## Task prompt
Report each line of the entries that contains the word "must", copied in full.

Data Block Start

/// Ids name history files on the kernel host, so they are restricted to a
/// path-safe alphabet.
pub fn validate_session_id(id: &str) -> Result<()> {
    let ok = !id.is_empty()
        && id.len() <= MAX_ID_LEN
        && id != "."
        && id != ".."
        && id
            .chars()
            .all(|c| c.is_ascii_alphanumeric() || matches!(c, '_' | '.' | '-'));
    if ok {
        Ok(())
    } else {
        Err(Error::InvalidSessionId(format!(
            "{id:?} (expected 1-{MAX_ID_LEN} of [A-Za-z0-9_.-])"
        )))
    }
}

#[cfg(test)]
mod tests {
    use std::time::Duration;

    use super::*;
    use crate::testing::*;

    fn registry(kernel: &FakeKernel) -> (SessionRegistry, Arc<FakeControlPlane>) {
        let control = Arc::new(FakeControlPlane::default());
        let connector = Arc::new(FakeConnector::new(kernel.clone()));
        (
            SessionRegistry::new(control.clone(), connector, settings()),
            control,
        )
    }

    #[test]
    fn id_validation() {
        assert!(validate_session_id("1700000000").is_ok());
        assert!(validate_session_id("my-session_2.v1").is_ok());
        for bad in ["", ".", "..", "../etc/passwd", "a/b", "a b", "ü"] {
            assert!(
                matches!(validate_session_id(bad), Err(Error::InvalidSessionId(_))),
                "{bad}"
            );
        }
        assert!(validate_session_id(&"a".repeat(129)).is_err());
    }

    #[test]
    fn generated_ids_are_distinct_and_valid() {
        let a = generate_id();
        let b = generate_id();
        assert_ne!(a, b);
        assert!(validate_session_id(&a).is_ok());
    }

    #[tokio::test]
    async fn unset_id_creates_fresh_session_without_restore() {
        let kernel = FakeKernel::new();
        let (reg, _) = registry(&kernel);

        let r = reg.resolve(None).await.unwrap();
        assert!(r.is_new);
        assert!(validate_session_id(&r.session_id).is_ok());
        // No load program was sent.
        assert!(kernel.sent().is_empty());
        assert_eq!(reg.len(), 1);
    }

    #[tokio::test]
    async fn known_id_returns_same_session() {
        let kernel = FakeKernel::new();
        let (reg, control) = registry(&kernel);

        let first = reg.resolve(Some("abc")).await.unwrap();
        let second = reg.resolve(Some("abc")).await.unwrap();
        assert!(first.is_new);
        assert!(!second.is_new);
        assert!(Arc::ptr_eq(&first.session, &second.session));
        assert_eq!(control.created(), 1);
    }

    #[tokio::test]
    async fn invalid_id_is_rejected_before_provisioning() {
        let kernel = FakeKernel::new();
        let (reg, control) = registry(&kernel);

        assert!(reg.resolve(Some("../x")).await.is_err());
        assert_eq!(control.created(), 0);
        assert!(reg.is_empty());
    }

    #[tokio::test(start_paused = true)]
    async fn concurrent_first_use_provisions_once() {
        let kernel = FakeKernel::new();
        let control = Arc::new(FakeControlPlane::default());
        let connector = Arc::new(FakeConnector::new(kernel.clone()).with_delay(Duration::from_millis(50)));
        let reg = Arc::new(SessionRegistry::new(control.clone(), connector.clone(), settings()));

        let mut handles = Vec::new();
        for _ in 0..8 {
            let reg = reg.clone();
            handles.push(tokio::spawn(async move {
                reg.resolve(Some("shared")).await.unwrap().is_new
            }));
        }
        let mut new_count = 0;
        for h in handles {
            if h.await.unwrap() {
                new_count += 1;
            }
        }

        assert_eq!(new_count, 1);
        assert_eq!(control.created(), 1);
        assert_eq!(connector.connects(), 1);
        assert_eq!(reg.session_ids(), vec!["shared".to_string()]);
    }

    #[tokio::test(start_paused = true)]
    async fn failed_first_use_hands_over_to_waiting_caller() {
        let kernel = FakeKernel::new();
        let control = Arc::new(FakeControlPlane::default());
        let connector = Arc::new(
            FakeConnector::new(kernel.clone())
                .with_delay(Duration::from_millis(50))
                .failing_first(1),
        );
        let reg = Arc::new(SessionRegistry::new(control.clone(), connector.clone(), settings()));

        let first = tokio::spawn({
            let reg = reg.clone();
            async move { reg.resolve(Some("x")).await.map(|r| r.session) }
        });
        let second = tokio::spawn({
            let reg = reg.clone();
            async move { reg.resolve(Some("x")).await.map(|r| r.session) }
        });

        assert!(first.await.unwrap().is_err());
        let session = second.await.unwrap().unwrap();

        // The surviving session is the one the registry tracks.
        assert_eq!(reg.len(), 1);
        assert!(Arc::ptr_eq(&reg.get("x").unwrap(), &session));

        let again = reg.resolve(Some("x")).await.unwrap();
        assert!(!again.is_new);
        assert!(Arc::ptr_eq(&again.session, &session));
        assert_eq!(control.created(), 2);

        reg.close_all().await;
        assert_eq!(
            control.shutdowns(),
            vec!["kernel-1".to_string(), "kernel-2".to_string()]
        );
    }

    #[tokio::test]
    async fn zero_id_means_unset() {
        let kernel = FakeKernel::new();
        kernel.put_file("/notebooks/0.txt", "x = 1\n");
        let (reg, _) = registry(&kernel);

        let r = reg.resolve(Some("0")).await.unwrap();
        assert!(r.is_new);
        assert_ne!(r.session_id, "0");
        assert!(kernel.sent().is_empty());
        assert!(kernel.executed().is_empty());
    }

    #[tokio::test]
    async fn execute_dumps_on_success_and_announces_new_id() {
        let kernel = FakeKernel::new();
        let (reg, _) = registry(&kernel);

        let resp = reg.execute(Some("s1"), "print('Hello, World!')").await;
        assert!(resp.is_new);
        assert!(resp.outcome.errors.is_empty());
        assert_eq!(resp.outcome.outputs[0], "Hello, World!\n");
        assert!(resp.outcome.outputs[1].contains("Your session_id for this chat is s1"));
        assert_eq!(
            kernel.file("/notebooks/s1.txt").as_deref(),
            Some("print('Hello, World!')\n")
        );

        let resp = reg.execute(Some("s1"), "21 + 21").await;
        assert!(!resp.is_new);
        assert_eq!(resp.outcome.outputs, vec!["Execution Result: 42"]);
    }

    #[tokio::test]
    async fn failed_execute_does_not_dump() {
        let kernel = FakeKernel::new();
        let (reg, _) = registry(&kernel);

        reg.execute(Some("s1"), "x = 1").await;
        let resp = reg.execute(Some("s1"), "print(x)").await;
        assert_eq!(resp.outcome.errors, vec!["Error: NameError: name 'x' is not defined"]);
        assert_eq!(kernel.file("/notebooks/s1.txt").as_deref(), Some("x = 1\n"));
    }

    #[tokio::test]
    async fn provisioning_failure_is_returned_as_data() {
        let control = Arc::new(FakeControlPlane::default());
        let reg = SessionRegistry::new(control.clone(), Arc::new(FakeConnector::failing()), settings());

        let resp = reg.execute(Some("s1"), "x = 1").await;
        assert_eq!(resp.outcome.errors.len(), 1);
        assert!(resp.outcome.errors[0].contains("missing required field: key"));
        assert!(resp.outcome.outputs.is_empty());
        assert!(reg.is_empty());
        // The half-provisioned kernel was cleaned up.
        assert_eq!(control.shutdowns(), vec!["kernel-1".to_string()]);
    }

    #[tokio::test]
    async fn restart_restores_by_replaying_history() {
        let kernel = FakeKernel::new();

        let (first, _) = registry(&kernel);
        first.execute(Some("persist"), "a = 1").await;
        first.execute(Some("persist"), "b = 2").await;
        first.close_all().await;

        // A new process sees the id for the first time and replays the
        // saved commands: they run again, they are not skipped.
        let before = kernel.executed().len();
        let (second, _) = registry(&kernel);
        let r = second.resolve(Some("persist")).await.unwrap();
        assert!(r.is_new);
        assert_eq!(kernel.executed()[before..], ["a = 1\nb = 2".to_string()]);
        assert_eq!(r.session.lock().await.history(), ["a = 1\nb = 2"]);
    }

    #[tokio::test]
    async fn close_removes_and_shuts_down() {
        let kernel = FakeKernel::new();
        let (reg, control) = registry(&kernel);

        reg.resolve(Some("a")).await.unwrap();
        reg.resolve(Some("b")).await.unwrap();
        assert_eq!(reg.session_ids(), vec!["a".to_string(), "b".to_string()]);

        assert!(reg.close("a").await);
        assert!(!reg.close("a").await);
        assert!(reg.get("a").is_none());
        assert_eq!(reg.len(), 1);

        reg.close_all().await;
        assert!(reg.is_empty());
        assert_eq!(control.shutdowns().len(), 2);
    }
}
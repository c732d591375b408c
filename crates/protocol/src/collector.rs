//! Reply correlation and output aggregation.
//!
//! A [`ReplyCollector`] is fed every inbound message in arrival order.
//! It drops anything not parented to the outstanding request, records
//! output-bearing messages, and reports [`Progress::Idle`] once the
//! request's `status: idle` sentinel arrives.

use serde::{Deserialize, Serialize};

use crate::content::{Content, ExecutionState};
use crate::message::Message;

/// One output-bearing message, in arrival order.
#[derive(Debug, Clone, PartialEq, Eq)]
pub enum OutputEvent {
    Stream(String),
    Result(String),
    Error { ename: String, evalue: String },
}

#[derive(Debug, Clone, Copy, PartialEq, Eq)]
pub enum Progress {
    Pending,
    /// The kernel finished the request.
    Idle,
}

/// Aggregated result of one `execute`. Success is `errors.is_empty()`.
#[derive(Debug, Clone, Default, PartialEq, Eq, Serialize, Deserialize)]
pub struct ExecutionOutcome {
    pub errors: Vec<String>,
    pub outputs: Vec<String>,
}

impl ExecutionOutcome {
    pub fn is_success(&self) -> bool {
        self.errors.is_empty()
    }

    /// Outcome for an execution that never produced a kernel reply.
    pub fn failed(message: impl Into<String>) -> Self {
        Self {
            errors: vec![message.into()],
            outputs: Vec::new(),
        }
    }
}

#[derive(Debug)]
pub struct ReplyCollector {
    msg_id: String,
    events: Vec<OutputEvent>,
    errored: bool,
    idle: bool,
}

impl ReplyCollector {
    pub fn new(msg_id: impl Into<String>) -> Self {
        Self {
            msg_id: msg_id.into(),
            events: Vec::new(),
            errored: false,
            idle: false,
        }
    }

    pub fn msg_id(&self) -> &str {
        &self.msg_id
    }

    pub fn is_idle(&self) -> bool {
        self.idle
    }

    /// Feed one inbound message.
    ///
    /// After the first `error`, further output for the same request is
    /// dropped (stop-on-error); the collector still waits for idle so the
    /// channel stays in step with the kernel.
    pub fn accept(&mut self, msg: &Message) -> Progress {
        if self.idle {
            return Progress::Idle;
        }
        if !msg.is_reply_to(&self.msg_id) {
            tracing::trace!(
                expected = %self.msg_id,
                parent = %msg.parent_id(),
                msg_type = msg.msg_type().as_str(),
                "dropping uncorrelated message"
            );
            return Progress::Pending;
        }

        match msg.typed_content() {
            Content::Status {
                state: ExecutionState::Idle,
            } => {
                self.idle = true;
                return Progress::Idle;
            }
            Content::Stream { text, .. } if !self.errored => {
                self.events.push(OutputEvent::Stream(text));
            }
            Content::ExecuteResult { repr } if !self.errored => {
                self.events.push(OutputEvent::Result(repr));
            }
            Content::Error { ename, evalue } if !self.errored => {
                self.errored = true;
                self.events.push(OutputEvent::Error { ename, evalue });
            }
            _ => {}
        }
        Progress::Pending
    }

    /// Labeled outcome: results become `"Execution Result: <repr>"`, errors
    /// `"Error: <ename>: <evalue>"`, streams pass through verbatim.
    pub fn into_outcome(self) -> ExecutionOutcome {
        let mut outcome = ExecutionOutcome::default();
        for event in self.events {
            match event {
                OutputEvent::Stream(text) => outcome.outputs.push(text),
                OutputEvent::Result(repr) => {
                    outcome.outputs.push(format!("Execution Result: {repr}"))
                }
                OutputEvent::Error { ename, evalue } => {
                    outcome.errors.push(format!("Error: {ename}: {evalue}"))
                }
            }
        }
        outcome
    }

    /// Unlabeled stdout + result text, concatenated. Used when the output
    /// of a one-shot program is parsed rather than shown.
    pub fn plain_text(&self) -> String {
        self.events
            .iter()
            .filter_map(|e| match e {
                OutputEvent::Stream(t) | OutputEvent::Result(t) => Some(t.as_str()),
                OutputEvent::Error { .. } => None,
            })
            .collect()
    }

    /// `"<ename>: <evalue>"` for every recorded kernel error.
    pub fn kernel_errors(&self) -> Vec<String> {
        self.events
            .iter()
            .filter_map(|e| match e {
                OutputEvent::Error { ename, evalue } => Some(format!("{ename}: {evalue}")),
                _ => None,
            })
            .collect()
    }
}

// ━━━━━━━━━━━━━━━━━━━━━━━━━━━━━━━━━━━━━━━━━━━━━━━━━━━━━━━━━━━━━━━━━━
// Tests
// ━━━━━━━━━━━━━━━━━━━━━━━━━━━━━━━━━━━━━━━━━━━━━━━━━━━━━━━━━━━━━━━━━━
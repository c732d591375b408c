use serde::{Deserialize, Serialize};

// ━━━━━━━━━━━━━━━━━━━━━━━━━━━━━━━━━━━━━━━━━━━━━━━━━━━━━━━━━━━━━━━━━━
// Observability
// ━━━━━━━━━━━━━━━━━━━━━━━━━━━━━━━━━━━━━━━━━━━━━━━━━━━━━━━━━━━━━━━━━━

/// Log output configuration. `RUST_LOG` still takes precedence over
/// `default_filter` when set.
#[derive(Debug, Clone, Serialize, Deserialize)]
pub struct ObservabilityConfig {
    /// Emit one JSON object per log line instead of human-readable text.
    #[serde(default)]
    pub json_logs: bool,

    #[serde(default = "d_default_filter")]
    pub default_filter: String,
}

impl Default for ObservabilityConfig {
    fn default() -> Self {
        Self {
            json_logs: false,
            default_filter: d_default_filter(),
        }
    }
}

fn d_default_filter() -> String {
    "info".into()
}
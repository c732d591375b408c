mod control_plane;
mod data_plane;
mod observability;
mod sessions;

pub use control_plane::*;
pub use data_plane::*;
pub use observability::*;
pub use sessions::*;

use serde::{Deserialize, Serialize};
use std::fmt;

// ━━━━━━━━━━━━━━━━━━━━━━━━━━━━━━━━━━━━━━━━━━━━━━━━━━━━━━━━━━━━━━━━━━
// Top-level config
// ━━━━━━━━━━━━━━━━━━━━━━━━━━━━━━━━━━━━━━━━━━━━━━━━━━━━━━━━━━━━━━━━━━

#[derive(Debug, Clone, Serialize, Deserialize, Default)]
pub struct Config {
    #[serde(default)]
    pub control_plane: ControlPlaneConfig,
    #[serde(default)]
    pub data_plane: DataPlaneConfig,
    #[serde(default)]
    pub sessions: SessionsConfig,
    #[serde(default)]
    pub observability: ObservabilityConfig,
}

// ━━━━━━━━━━━━━━━━━━━━━━━━━━━━━━━━━━━━━━━━━━━━━━━━━━━━━━━━━━━━━━━━━━
// Config validation
// ━━━━━━━━━━━━━━━━━━━━━━━━━━━━━━━━━━━━━━━━━━━━━━━━━━━━━━━━━━━━━━━━━━

/// Severity level for a configuration issue.
#[derive(Debug, Clone, Copy, PartialEq, Eq)]
pub enum ConfigSeverity {
    Error,
    Warning,
}

/// A single configuration validation issue.
#[derive(Debug, Clone)]
pub struct ConfigIssue {
    pub severity: ConfigSeverity,
    pub field: String,
    pub message: String,
}

impl fmt::Display for ConfigIssue {
    fn fmt(&self, f: &mut fmt::Formatter<'_>) -> fmt::Result {
        let tag = match self.severity {
            ConfigSeverity::Error => "ERROR",
            ConfigSeverity::Warning => "WARN",
        };
        write!(f, "[{tag}] {}: {}", self.field, self.message)
    }
}

impl Config {
    /// Validate the configuration and return a list of issues.
    ///
    /// Returns an empty vec when everything looks good.
    pub fn validate(&self) -> Vec<ConfigIssue> {
        let mut issues = Vec::new();
        let mut error = |field: &str, message: &str| {
            issues.push(ConfigIssue {
                severity: ConfigSeverity::Error,
                field: field.into(),
                message: message.into(),
            })
        };

        let base_url = self.control_plane.base_url.trim();
        if base_url.is_empty() {
            error("control_plane.base_url", "base_url must not be empty");
        } else if !(base_url.starts_with("http://") || base_url.starts_with("https://")) {
            error(
                "control_plane.base_url",
                "base_url must start with http:// or https://",
            );
        }

        if self.control_plane.timeout_ms == 0 {
            error("control_plane.timeout_ms", "timeout must be greater than 0");
        }

        if self.control_plane.kernel_name.trim().is_empty() {
            error("control_plane.kernel_name", "kernel_name must not be empty");
        }

        if self.sessions.notebooks_folder.trim().is_empty() {
            error(
                "sessions.notebooks_folder",
                "notebooks_folder must not be empty",
            );
        }

        if self.sessions.bootstrap_recv_timeout_ms == 0 {
            error(
                "sessions.bootstrap_recv_timeout_ms",
                "bootstrap receive timeout must be greater than 0",
            );
        }

        if self.data_plane.ready_timeout_ms == 0 {
            error(
                "data_plane.ready_timeout_ms",
                "ready timeout must be greater than 0",
            );
        }

        if self.control_plane.resolve_token().is_none() {
            issues.push(ConfigIssue {
                severity: ConfigSeverity::Warning,
                field: "control_plane.token".into(),
                message: format!(
                    "no credential configured (set {} or control_plane.token)",
                    self.control_plane.token_env
                ),
            });
        }

        issues
    }

    /// Whether any validation issue has error severity.
    pub fn has_errors(issues: &[ConfigIssue]) -> bool {
        issues.iter().any(|i| i.severity == ConfigSeverity::Error)
    }
}

#[cfg(test)]
mod tests {
    use super::*;

    #[test]
    fn default_config_has_no_errors() {
        let cfg = Config::default();
        let issues = cfg.validate();
        assert!(!Config::has_errors(&issues), "{issues:?}");
    }

    #[test]
    fn rejects_non_http_base_url() {
        let mut cfg = Config::default();
        cfg.control_plane.base_url = "ftp://example.com".into();
        let issues = cfg.validate();
        assert!(issues
            .iter()
            .any(|i| i.field == "control_plane.base_url" && i.severity == ConfigSeverity::Error));
    }

    #[test]
    fn rejects_empty_notebooks_folder() {
        let mut cfg = Config::default();
        cfg.sessions.notebooks_folder = "  ".into();
        assert!(Config::has_errors(&cfg.validate()));
    }

    #[test]
    fn missing_token_is_only_a_warning() {
        let mut cfg = Config::default();
        cfg.control_plane.token = None;
        cfg.control_plane.token_env = "JI_TEST_TOKEN_THAT_IS_NEVER_SET".into();
        let issues = cfg.validate();
        let token_issue = issues
            .iter()
            .find(|i| i.field == "control_plane.token")
            .expect("token warning");
        assert_eq!(token_issue.severity, ConfigSeverity::Warning);
    }

    #[test]
    fn issue_display() {
        let issue = ConfigIssue {
            severity: ConfigSeverity::Error,
            field: "sessions.notebooks_folder".into(),
            message: "must not be empty".into(),
        };
        assert_eq!(
            issue.to_string(),
            "[ERROR] sessions.notebooks_folder: must not be empty"
        );
    }
}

Data Block End

## Answer below
            error("control_plane.base_url", "base_url must not be empty");
                "base_url must start with http:// or https://",
            error("control_plane.timeout_ms", "timeout must be greater than 0");
            error("control_plane.kernel_name", "kernel_name must not be empty");
                "notebooks_folder must not be empty",
                "bootstrap receive timeout must be greater than 0",
                "ready timeout must be greater than 0",
            message: "must not be empty".into(),
            "[ERROR] sessions.notebooks_folder: must not be empty"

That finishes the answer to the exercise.